File in the BED or GFF format containing the coordinates used to generate the coverage matrix

normalization

Normalize the coverage values in the matrix. Possible normalization types are rpm (Read per million). Default=NULL

bin_width

Calculate the average coverage for bins of length defined by this argument. Default is 1 nucleotide

extend

Controls the number of nucleotides to extend relative to the anchor coordinates (i.e. TSS) as specified in the coordfile argument

no_windows

Number of windows used to divide the interval defined by the start and end coordinates as specified in the coordfile argument

offset

If the no_windows argument is set, this controls the number of windows to extend the interval defined by the start/end coordinates.

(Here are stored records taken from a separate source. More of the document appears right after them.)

//! Volume-bounded item container

use crate::item::{InstanceId, ItemEntry, ItemType};
use std::fmt;
use std::sync::Arc;

/// Tolerance for floating point accumulation in capacity checks
pub const VOLUME_EPSILON: f32 = 1.0e-4;

/// Default capacity of a world container
pub const DEFAULT_CAPACITY: f32 = 60.0;

/// Container notifications
#[derive(Debug, Clone)]
pub enum ContainerEvent {
    /// An entry was accepted (carries the final entry, id assigned)
    ItemAdded(ItemEntry),
    /// An entry was removed
    ItemRemoved(InstanceId),
}

/// Callback invoked for every container notification
pub type ContainerObserver = Box<dyn Fn(&ContainerEvent) + Send + Sync>;

/// Registration token returned by [`Container::subscribe`]
#[derive(Debug, Clone, Copy, PartialEq, Eq, Hash)]
pub struct ObserverId(u64);

/// Ordered collection of item entries limited by total volume
///
/// Insertion order is display order; removal swaps the last entry into the
/// freed position, so order is not stable across removals.
pub struct Container {
    capacity: f32,
    entries: Vec<ItemEntry>,
    observers: Vec<(ObserverId, ContainerObserver)>,
    next_observer: u64,
}

impl Container {
    /// Create an empty container with a capacity
    pub fn new(capacity: f32) -> Self {
        Self {
            capacity: capacity.max(0.0),
            entries: Vec::new(),
            observers: Vec::new(),
            next_observer: 0,
        }
    }

    /// Maximum volume
    pub fn capacity(&self) -> f32 {
        self.capacity
    }

    /// Change the maximum volume
    ///
    /// Shrinking below the used volume is allowed (restored saves may do so);
    /// further inserts are then rejected until enough is removed.
    pub fn set_capacity(&mut self, capacity: f32) {
        self.capacity = capacity.max(0.0);
    }

    /// Sum of the volumes of all entries
    pub fn used_volume(&self) -> f32 {
        self.entries.iter().map(ItemEntry::volume).sum()
    }

    /// Remaining volume, never negative
    pub fn free_volume(&self) -> f32 {
        (self.capacity - self.used_volume()).max(0.0)
    }

    /// Check whether `entry` would be accepted by [`Container::try_add`]
    pub fn can_accept(&self, entry: &ItemEntry) -> bool {
        let Some(item_type) = entry.item_type.as_ref() else {
            return false;
        };
        if !entry.id.is_nil() && self.contains(entry.id) {
            return false;
        }
        self.used_volume() + item_type.effective_volume() <= self.capacity + VOLUME_EPSILON
    }

    /// Insert an entry, assigning a fresh id if it has none
    ///
    /// Returns the id the stored copy carries, or `None` if rejected (no
    /// mutation, no notification).
    pub fn try_add(&mut self, mut entry: ItemEntry) -> Option<InstanceId> {
        if !self.can_accept(&entry) {
            log::debug!(
                "Rejected {} (used {:.2} / {:.2})",
                entry.name(),
                self.used_volume(),
                self.capacity
            );
            return None;
        }

        if entry.id.is_nil() {
            entry.id = InstanceId::new();
        }
        let id = entry.id;
        self.entries.push(entry.clone());
        self.notify(&ContainerEvent::ItemAdded(entry));
        Some(id)
    }

    /// Remove an entry by id and hand it back
    pub fn take_by_id(&mut self, id: InstanceId) -> Option<ItemEntry> {
        let index = self.entries.iter().position(|e| e.id == id)?;
        let entry = self.entries.swap_remove(index);
        self.notify(&ContainerEvent::ItemRemoved(id));
        Some(entry)
    }

    /// Remove an entry by id; `false` if no entry has that id
    pub fn remove_by_id(&mut self, id: InstanceId) -> bool {
        self.take_by_id(id).is_some()
    }

    /// Number of entries of exactly this type (reference identity)
    pub fn count_by_type(&self, item_type: &Arc<ItemType>) -> usize {
        self.entries.iter().filter(|e| e.is_of_type(item_type)).count()
    }

    /// First entry of a type in display order
    pub fn find_first_of_type(&self, item_type: &Arc<ItemType>) -> Option<&ItemEntry> {
        self.entries.iter().find(|e| e.is_of_type(item_type))
    }

    /// Get an entry by id
    pub fn get(&self, id: InstanceId) -> Option<&ItemEntry> {
        self.entries.iter().find(|e| e.id == id)
    }

    /// Check if an id is present
    pub fn contains(&self, id: InstanceId) -> bool {
        self.entries.iter().any(|e| e.id == id)
    }

    /// All entries in display order
    pub fn entries(&self) -> &[ItemEntry] {
        &self.entries
    }

    /// Number of entries
    pub fn len(&self) -> usize {
        self.entries.len()
    }

    /// Check if empty
    pub fn is_empty(&self) -> bool {
        self.entries.is_empty()
    }

    /// Replace the whole contents (restore path)
    ///
    /// Entries are admitted in order while they are typed, unique and fit.
    /// Everything else is returned so the caller can put it somewhere rather
    /// than lose it. No notifications are emitted.
    pub fn replace_entries(&mut self, entries: Vec<ItemEntry>) -> Vec<ItemEntry> {
        self.entries.clear();
        let mut rejected = Vec::new();

        for mut entry in entries {
            if entry.id.is_nil() {
                entry.id = InstanceId::new();
            }
            if self.can_accept(&entry) {
                self.entries.push(entry);
            } else {
                log::warn!(
                    "Restored entry {} ({}) does not fit; returning it to the caller",
                    entry.name(),
                    entry.id
                );
                rejected.push(entry);
            }
        }

        rejected
    }

    /// Register an observer for add/remove notifications
    pub fn subscribe<F>(&mut self, f: F) -> ObserverId
    where
        F: Fn(&ContainerEvent) + Send + Sync + 'static,
    {
        let id = ObserverId(self.next_observer);
        self.next_observer += 1;
        self.observers.push((id, Box::new(f)));
        id
    }

    /// Remove an observer
    pub fn unsubscribe(&mut self, id: ObserverId) -> bool {
        let before = self.observers.len();
        self.observers.retain(|(oid, _)| *oid != id);
        self.observers.len() != before
    }

    fn notify(&self, event: &ContainerEvent) {
        for (_, observer) in &self.observers {
            observer(event);
        }
    }
}

impl Default for Container {
    fn default() -> Self {
        Self::new(DEFAULT_CAPACITY)
    }
}

impl fmt::Debug for Container {
    fn fmt(&self, f: &mut fmt::Formatter<'_>) -> fmt::Result {
        f.debug_struct("Container")
            .field("capacity", &self.capacity)
            .field("entries", &self.entries)
            .field("observers", &self.observers.len())
            .finish()
    }
}

#[cfg(test)]
mod tests {
    use super::*;
    use parking_lot::Mutex;

    fn item(path: &str, volume: f32) -> Arc<ItemType> {
        Arc::new(ItemType::new(path, path).with_volume(volume))
    }

    #[test]
    fn test_volume_add_within_capacity() {
        let mut c = Container::new(20.0);
        let a = ItemEntry::new(item("a", 5.0));
        let b = ItemEntry::new(item("b", 7.0));
        let big = ItemEntry::new(item("c", 9.0));

        assert!(c.try_add(a).is_some());
        assert_eq!(c.used_volume(), 5.0);
        assert!(c.try_add(b).is_some());
        assert_eq!(c.used_volume(), 12.0);

        assert!(!c.can_accept(&big));
        assert!(c.try_add(big).is_none());
        assert_eq!(c.used_volume(), 12.0);
    }

    #[test]
    fn test_exact_fill_accepted() {
        let mut c = Container::new(1.0);
        let tenth = item("tenth", 0.1);
        for _ in 0..10 {
            assert!(c.try_add(ItemEntry::new(tenth.clone())).is_some());
        }
        assert!(c.try_add(ItemEntry::new(tenth)).is_none());
    }

    #[test]
    fn test_assigns_id_only_when_nil() {
        let mut c = Container::new(10.0);
        let ty = item("a", 1.0);

        let assigned = c.try_add(ItemEntry::new(ty.clone())).unwrap();
        assert!(!assigned.is_nil());

        let fixed = InstanceId::new();
        assert_eq!(c.try_add(ItemEntry::new(ty).with_id(fixed)), Some(fixed));
        assert!(c.entries().iter().all(ItemEntry::is_valid));
    }

    #[test]
    fn test_duplicate_id_rejected() {
        let mut c = Container::new(10.0);
        let entry = ItemEntry::spawn(item("a", 1.0));

        assert!(c.try_add(entry.clone()).is_some());
        assert!(!c.can_accept(&entry));
        assert!(c.try_add(entry).is_none());
        assert_eq!(c.len(), 1);
    }

    #[test]
    fn test_remove_and_count() {
        let mut c = Container::new(10.0);
        let a_ty = item("a", 1.0);
        let b_ty = item("b", 1.0);
        let a = c.try_add(ItemEntry::new(a_ty.clone())).unwrap();
        c.try_add(ItemEntry::new(b_ty.clone())).unwrap();

        assert_eq!(c.count_by_type(&a_ty), 1);
        assert!(c.remove_by_id(a));
        assert_eq!(c.count_by_type(&a_ty), 0);
        assert_eq!(c.count_by_type(&b_ty), 1);
        assert!(!c.remove_by_id(a));
        assert!(!c.remove_by_id(InstanceId::new()));
    }

    #[test]
    fn test_added_event_carries_stored_entry() {
        let added = Arc::new(Mutex::new(Vec::new()));
        let sink = added.clone();
        let mut c = Container::new(10.0);
        c.subscribe(move |e| {
            if let ContainerEvent::ItemAdded(entry) = e {
                sink.lock().push(entry.clone());
            }
        });

        let id = c
            .try_add(ItemEntry::new(item("a", 1.0)).with_property("Durability", "0.5"))
            .unwrap();

        let added = added.lock();
        assert_eq!(added.len(), 1);
        let stored = c.get(id).unwrap();
        assert_eq!(added[0].id, stored.id);
        assert_eq!(added[0].properties, stored.properties);
    }

    #[test]
    fn test_typeless_entry_rejected_silently() {
        let events = Arc::new(Mutex::new(Vec::new()));
        let sink = events.clone();

        let mut c = Container::new(10.0);
        c.subscribe(move |e| sink.lock().push(e.clone()));

        assert!(!c.can_accept(&ItemEntry::empty()));
        assert!(c.try_add(ItemEntry::empty()).is_none());
        assert_eq!(c.used_volume(), 0.0);
        assert!(events.lock().is_empty());
    }

    #[test]
    fn test_notifications() {
        let events = Arc::new(Mutex::new(Vec::new()));
        let sink = events.clone();

        let mut c = Container::new(10.0);
        let observer = c.subscribe(move |e| sink.lock().push(e.clone()));

        let id = c.try_add(ItemEntry::new(item("a", 1.0))).unwrap();
        c.remove_by_id(id);

        {
            let log = events.lock();
            assert_eq!(log.len(), 2);
            assert!(matches!(&log[0], ContainerEvent::ItemAdded(e) if e.id == id));
            assert!(matches!(&log[1], ContainerEvent::ItemRemoved(r) if *r == id));
        }

        assert!(c.unsubscribe(observer));
        c.try_add(ItemEntry::new(item("b", 1.0)));
        assert_eq!(events.lock().len(), 2);
    }

    #[test]
    fn test_replace_returns_overflow() {
        let mut c = Container::new(5.0);
        let ty = item("brick", 2.0);
        let entries: Vec<_> = (0..3).map(|_| ItemEntry::spawn(ty.clone())).collect();

        let overflow = c.replace_entries(entries);
        assert_eq!(c.len(), 2);
        assert_eq!(overflow.len(), 1);
        assert!(c.used_volume() <= c.capacity() + VOLUME_EPSILON);
    }

    #[test]
    fn test_free_volume_never_negative() {
        let mut c = Container::new(4.0);
        c.try_add(ItemEntry::new(item("a", 3.0)));
        assert_eq!(c.free_volume(), 1.0);

        c.set_capacity(1.0);
        assert_eq!(c.free_volume(), 0.0);
    }
}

Default=0

do

Used to set the arithmetic operation to perform in a certain position or bin. Possible values are: log2ratio, ratio, substraction. This argument only makes sense when either a CoverageBamFile or CoverageBigWigFile object is provided with the ctl argument. Default= log2ratio

num_cores

Number of cores to use. Default= The detectCores() function from the library parallel will be used to check the number of cores available in the system and this number will be used as the default value

Details

The cov.matrix function receives one or two CoverageBamFile or CoverageBigWigFile objects and returns a coverage matrix in which every column can be either a single genomic feature (i.e. the coordinates of the transcription start site for a gene) or a certain genomic interval defined by the start and end coordinates specified in the file used with the coordfile argument, and each row represents a different position/bin relative to the feature or a certain window within a genomic interval. This behaviour is controlled by the extend and no_windows parameters. For example, if one set the extend argument, then each row represents a single genomic position (or bin with a a size defined by the bin_width argument) relative to the anchor coordinate. Each matrix element will be the result of calculating the depth of coverage for that particular position/bin relative to the anchor coordinate defined in coordfile. If the bin_width parameter is >1 nt, then the average coverate for each bin is used for all downstream calculations. On the other hand, if the no_windows parameter is set, then each row in the matrix will represent a certain genomic window within an interval defined by the start and end coordinates as specified in the coordfile file. In this case, each element in the matrix will be the average coverage value for that particular genomic window. The number of windows in which the genomic interval is divided is controlled by the no_windows argument. Finally, if only one CoverageBamFile or CoverageBigWigFile is provided using the tr argument, then the matrix elements are the result of computing the coverage value or the average coverage value for a certain position or a certain genomic bin/window respectively. If, on the other hand, two files are provided using the tr and the ctl arguments, then the matrix elements will be the result of performing a certain arithmetic operation (specified with the do argument) with the coverages.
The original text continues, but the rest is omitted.